Models are configured in modelsconfig.yml:

models:
  gpt4o:
    display_name: "GPT-4o"
    tier: premium
    capabilities:
      - tool_calling
      - vision
    context_window: 128000
    backends:
      - provider: openai
        model_id: gpt-4o
        priority: 1
        input_cost: 2.5   # per million tokens
        output_cost: 10.0

Auto Model Selection

Use special model names for automatic selection:

Model Name Description
auto Use the configured routing strategy
autocheapest Select the cheapest available model
autobest Select the best premium model

MCP Integration

The broker can aggregate tools from multiple MCP (Model Context Protocol) servers.
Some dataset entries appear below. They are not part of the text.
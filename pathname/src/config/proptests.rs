//! Property-based tests for configuration system.

use super::merger::ConfigMerger;
use super::schema::{Config, OutputFormat};
use super::validator::{ConfigValidator, PATH_LEN_CEILING};
use proptest::prelude::*;

fn output_format_strategy() -> impl Strategy<Value = OutputFormat> {
    prop_oneof![Just(OutputFormat::Plain), Just(OutputFormat::Json)]
}

fn config_strategy() -> impl Strategy<Value = Config> {
    (
        prop::option::of(0usize..=2 * PATH_LEN_CEILING),
        prop::option::of(output_format_strategy()),
        prop::option::of(any::<bool>()),
    )
        .prop_map(|(max_path_len, output_format, normalize_concat)| Config {
            max_path_len,
            output_format,
            normalize_concat,
        })
}

proptest! {
    #![proptest_config(ProptestConfig {
        cases: 1000,
        .. ProptestConfig::default()
    })]

    // Each field comes from the highest-precedence source that sets it
    #[test]
    fn config_merge_higher_precedence_wins(low in config_strategy(), high in config_strategy()) {
        let mut merged = low.clone();
        ConfigMerger::merge_into(&mut merged, &high);

        prop_assert_eq!(merged.max_path_len, high.max_path_len.or(low.max_path_len));
        prop_assert_eq!(merged.output_format, high.output_format.or(low.output_format));
        prop_assert_eq!(merged.normalize_concat, high.normalize_concat.or(low.normalize_concat));
    }

    // Merging is idempotent
    #[test]
    fn config_merge_idempotent(config in config_strategy()) {
        let mut merged = config.clone();
        ConfigMerger::merge_into(&mut merged, &config);
        prop_assert_eq!(merged, config);
    }

    // The validator accepts exactly the lengths in 1..=PATH_LEN_CEILING
    #[test]
    fn validator_accepts_length_range(config in config_strategy()) {
        let expected = config
            .max_path_len
            .map_or(true, |len| (1..=PATH_LEN_CEILING).contains(&len));
        prop_assert_eq!(ConfigValidator::validate(&config).is_ok(), expected);
    }

    // Valid configs survive a YAML round trip
    #[test]
    fn config_yaml_round_trip(config in config_strategy()) {
        let yaml = serde_yaml::to_string(&config).unwrap();
        let back: Config = serde_yaml::from_str(&yaml).unwrap();
        prop_assert_eq!(back, config);
    }
}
Configure servers in mcp_servers.json:

{
  "mcpServers": [
    {
      "name": "search",
      "command": "cargo",
      "args": ["run", "--bin", "mcp-serper"],
      "transport": "stdio"
    },
    {
      "name": "scraper",
      "url": "http://localhost:3001/sse",
      "transport": "sse"
    }
  ]
}

MCP Endpoints

Endpoint Description
GET /mcp/tools List all aggregated tools
POST /mcp/tools/:name Call a specific tool
GET /mcp/sse SSE endpoint for MCP clients

Included MCP Servers

  • mcp-serper - Web search via Serper API
  • mcp-serpapi - Web search via SerpAPI
  • mcp-exa - Semantic search via Exa
  • mcp-scraperapi - Web scraping via ScraperAPI
  • mcp-scrapfly - Web scraping via Scrapfly
  • mcp-ping - Simple ping server for testing

Architecture

┌─────────────────────────────────────────────────────┐
│                    API Layer                         │
│  (OpenAI-compatible endpoints: chat, tts, stt, etc) │
└─────────────────────────────────────────────────────┘
                          │
┌─────────────────────────────────────────────────────┐
│                  Service Layer                       │
│  (Routing logic, model selection, cost calculation) │
└─────────────────────────────────────────────────────┘
                          │
┌─────────────────────────────────────────────────────┐
│                 Registry Layer                       │
│  (Model catalog, backend resolution, pricing)       │
└─────────────────────────────────────────────────────┘
                          │
┌─────────────────────────────────────────────────────┐
│                 Provider Layer                       │
│  (OpenAI, Groq, SambaNova, OpenRouter adapters)     │
└─────────────────────────────────────────────────────┘

Development

Building

# Debug build
cargo build

# Release build
cargo build --release

# Build specific crate
cargo build -p llmbroker
cargo build -p llmbroker-cli

Running Tests

# Run all tests
cargo test

# Run tests for specific crate
cargo test -p llmbroker

Running Individual MCP Servers

# Run the Serper search server
SERPER_API_KEY=your-key cargo run --bin mcp-serper

# Run the ping test server
cargo run --bin mcp-ping

Documentation

Comprehensive documentation is available in the docs/ directory:

Document Description
Architecture System architecture and design principles
Technical Specs Requirements and specifications
Component Design Detailed component documentation
API Reference Complete API documentation
MCP Integration MCP tool integration guide
Data Flow Request/response data flows
Deployment Guide Production deployment guide

License

MIT License